**Work task**
From the listing below, copy out every line where the word "crate" appears.

========================================================================

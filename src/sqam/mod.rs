//! Export contents of `sqam` folder
mod angle;
mod config;
mod diagram;
mod engine;
mod frame_window;
mod reports;
mod sqam_errors;
mod tracked_entity;

#[cfg(test)]
mod test_data;

pub use self::{
    angle::*,
    config::*,
    diagram::*,
    engine::*,
    frame_window::*,
    reports::*,
    sqam_errors::*,
    tracked_entity::*,
};
use crate::utils::Rect;

/// Boxes of an entity moving with constant velocity: start + k * step for k in 0..frames
pub fn get_linear_track(
    start: (f32, f32),
    step: (f32, f32),
    frames: usize,
    size: (f32, f32),
) -> Vec<Rect> {
    (0..frames)
        .map(|k| {
            Rect::new(
                start.0 + step.0 * k as f32,
                start.1 + step.1 * k as f32,
                size.0,
                size.1,
            )
        })
        .collect()
}

/// Same box repeated over and over
pub fn get_still_track(position: (f32, f32), frames: usize) -> Vec<Rect> {
    get_linear_track(position, (0.0, 0.0), frames, (20.0, 50.0))
}

/// Moves along y = x forward for `forward` frames and then goes back along the same line
pub fn get_reversing_track(forward: usize, backward: usize) -> Vec<Rect> {
    let mut boxes = get_linear_track((0.0, 0.0), (10.0, 10.0), forward, (20.0, 50.0));
    let turn = boxes[boxes.len() - 1];
    boxes.extend(
        get_linear_track((turn.x, turn.y), (-10.0, -10.0), backward + 1, (20.0, 50.0))
            .into_iter()
            .skip(1),
    );
    boxes
}
use std::fs;
use std::path::Path;

use serde::{Deserialize, Serialize};

use crate::sqam::sqam_errors::{ConfigError, SqamError};

/// Tunables of [`SequenceQualityEngine`](crate::sqam::SequenceQualityEngine).
///
/// Every field has a default, so a YAML file only needs the values it overrides:
///
/// ```
/// use sqam_rs::sqam::SqamConfig;
/// let cfg = SqamConfig::from_yaml_str("n: 30\np: 5\nx: 3\nd: 20.0").unwrap();
/// assert_eq!(cfg.n, 30);
/// assert_eq!(cfg.t, 3);
/// ```
#[derive(Debug, Clone, PartialEq, Serialize, Deserialize)]
#[serde(default)]
pub struct SqamConfig {
    /// Number of frames a sequence must survive to be completed
    pub n: usize,
    /// Number of frames before trendline deviation checks begin
    pub p: usize,
    /// Stride (in frames) of speed sampling
    pub x: usize,
    /// Number of speed samples averaged for the minimum speed check
    pub t: usize,
    /// Max allowed deviation from the trendline, pixels
    pub d: f64,
    /// Min allowed average relative speed
    pub v: f64,
    /// Assumed distance from the camera to the tracking plane, pixels
    pub camera_dist: i32,
    /// Whether to accumulate diagram data
    pub diagrams: bool,
}

impl Default for SqamConfig {
    fn default() -> Self {
        SqamConfig {
            n: 75,
            p: 10,
            x: 5,
            t: 3,
            d: 15.0,
            v: 0.025,
            camera_dist: 920,
            diagrams: false,
        }
    }
}

// Files may either be flat or keep tunables under `sqam_cfg` next to other sections
#[derive(Deserialize)]
#[serde(untagged)]
enum ConfigFile {
    Wrapped { sqam_cfg: SqamConfig },
    Flat(SqamConfig),
}

impl SqamConfig {
    /// Checks range rules and relationships between the tunables
    pub fn validate(&self) -> Result<(), ConfigError> {
        if self.n < 2 {
            return Err(ConfigError::WindowTooShort(self.n));
        }
        if !(2 <= self.p && self.p < self.n) {
            return Err(ConfigError::DirectionWarmup { p: self.p, n: self.n });
        }
        if self.t < 1 {
            return Err(ConfigError::SpeedSamples(self.t));
        }
        if !(2 <= self.x && self.x <= self.n / 2) {
            return Err(ConfigError::SpeedStride {
                x: self.x,
                half: self.n as f64 / 2.0,
            });
        }
        if self.x.checked_mul(self.t).map_or(true, |span| span > self.n) {
            return Err(ConfigError::SpeedSpan {
                x: self.x,
                t: self.t,
                n: self.n,
            });
        }
        if self.camera_dist < 1 {
            return Err(ConfigError::CameraDistance(self.camera_dist));
        }
        for (name, value) in [("d", self.d), ("v", self.v)] {
            if !value.is_finite() || value < 0.0 {
                return Err(ConfigError::Threshold { name, value });
            }
        }
        Ok(())
    }
    /// Parses and validates YAML text
    pub fn from_yaml_str(text: &str) -> Result<Self, SqamError> {
        let cfg = match serde_yaml::from_str::<ConfigFile>(text)? {
            ConfigFile::Wrapped { sqam_cfg } => sqam_cfg,
            ConfigFile::Flat(cfg) => cfg,
        };
        cfg.validate()?;
        Ok(cfg)
    }
    /// Reads, parses and validates YAML file
    pub fn from_file<P: AsRef<Path>>(path: P) -> Result<Self, SqamError> {
        let text = fs::read_to_string(path)?;
        SqamConfig::from_yaml_str(&text)
    }
}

========================================================================

**Solution to this exercise**
use crate::utils::Rect;
use crate::sqam::sqam_errors::{ConfigError, SqamError};
/// Tunables of [`SequenceQualityEngine`](crate::sqam::SequenceQualityEngine).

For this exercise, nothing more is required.